Work required
Which lines below hold the word "Flow"? Copy all of them.

##########

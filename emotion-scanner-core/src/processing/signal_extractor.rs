use crate::models::frame::Frame;
use crate::models::signal::SignalVector;

/// Pure-math brightness statistics over a frame.
///
/// Every pixel is visited exactly twice: once for the mean, once for the
/// deviation around it. No subsampling.
#[derive(Debug, Clone, Copy, Default)]
pub struct SignalExtractor;

impl SignalExtractor {
    pub fn new() -> Self {
        Self
    }

    /// Compute `(brightness, dispersion)` for `frame`.
    ///
    /// A frame with no pixels yields `(0.0, 0.0)`.
    pub fn extract(&self, frame: &Frame) -> SignalVector {
        let count = frame.pixel_count();
        if count == 0 {
            return SignalVector::default();
        }
        let n = count as f64;

        let brightness = frame.pixels().map(pixel_average).sum::<f64>() / n;

        let sum_sq: f64 = frame
            .pixels()
            .map(|px| {
                let diff = pixel_average(px) - brightness;
                diff * diff
            })
            .sum();
        let dispersion = (sum_sq / n).sqrt();

        SignalVector {
            brightness,
            dispersion,
        }
    }
}

/// Mean of the three channel intensities.
pub fn pixel_average(px: [u8; 3]) -> f64 {
    (px[0] as f64 + px[1] as f64 + px[2] as f64) / 3.0
}
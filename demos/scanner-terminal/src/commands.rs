use std::io::{self, BufRead};
use std::sync::mpsc;
use std::thread;

use emotion_scanner_core::{CaptureLifecycle, FrameProvider, Label};

use crate::scanner_state::{emit, DeviceInfo, TerminalEvent};

/// A line typed at the terminal.
#[derive(Debug, Clone, Copy, PartialEq, Eq)]
pub enum Command {
    Start,
    Stop,
    Status,
    Devices,
    Labels,
    Quit,
}

impl Command {
    pub fn parse(line: &str) -> Option<Self> {
        match line.trim().to_lowercase().as_str() {
            "start" | "s" => Some(Self::Start),
            "stop" | "x" => Some(Self::Stop),
            "status" | "?" => Some(Self::Status),
            "devices" => Some(Self::Devices),
            "labels" => Some(Self::Labels),
            "quit" | "exit" | "q" => Some(Self::Quit),
            _ => None,
        }
    }
}

/// Whether the host loop keeps running after a command.
#[derive(Debug, Clone, Copy, PartialEq, Eq)]
pub enum Flow {
    Continue,
    Quit,
}

/// Read commands from stdin on a background thread. EOF sends `Quit`.
pub fn spawn_reader() -> io::Result<mpsc::Receiver<Command>> {
    let (tx, rx) = mpsc::channel();
    thread::Builder::new()
        .name("stdin-commands".into())
        .spawn(move || {
            let stdin = io::stdin();
            for line in stdin.lock().lines() {
                let Ok(line) = line else { break };
                if line.trim().is_empty() {
                    continue;
                }
                match Command::parse(&line) {
                    Some(cmd) => {
                        if tx.send(cmd).is_err() {
                            return;
                        }
                    }
                    None => log::warn!(
                        "Unknown command '{}' (start, stop, status, devices, labels, quit)",
                        line.trim()
                    ),
                }
            }
            let _ = tx.send(Command::Quit);
        })?;
    Ok(rx)
}

pub fn handle<P: FrameProvider>(command: Command, scanner: &mut CaptureLifecycle<P>) -> Flow {
    match command {
        Command::Start => {
            if let Err(e) = scanner.start() {
                emit(&TerminalEvent::Error {
                    message: e.to_string(),
                });
            }
        }
        Command::Stop => scanner.stop(),
        Command::Status => {
            let snapshot = scanner.snapshot();
            emit(&TerminalEvent::Snapshot {
                snapshot: &snapshot,
            });
            log::info!("Diagnostics: {:?}", scanner.diagnostics());
        }
        Command::Devices => emit(&TerminalEvent::Devices {
            devices: scanner
                .available_devices()
                .into_iter()
                .map(DeviceInfo::from)
                .collect(),
        }),
        Command::Labels => emit(&TerminalEvent::Labels {
            labels: &Label::CATALOGUE,
        }),
        Command::Quit => {
            scanner.stop();
            return Flow::Quit;
        }
    }
    Flow::Continue
}

#[cfg(test)]
mod tests {
    use super::*;

    #[test]
    fn parses_commands_case_insensitively() {
        assert_eq!(Command::parse(" START "), Some(Command::Start));
        assert_eq!(Command::parse("stop"), Some(Command::Stop));
        assert_eq!(Command::parse("q"), Some(Command::Quit));
        assert_eq!(Command::parse("dance"), None);
    }
}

##########

Exercise solution
pub enum Flow {
pub fn handle<P: FrameProvider>(command: Command, scanner: &mut CaptureLifecycle<P>) -> Flow {
            return Flow::Quit;
    Flow::Continue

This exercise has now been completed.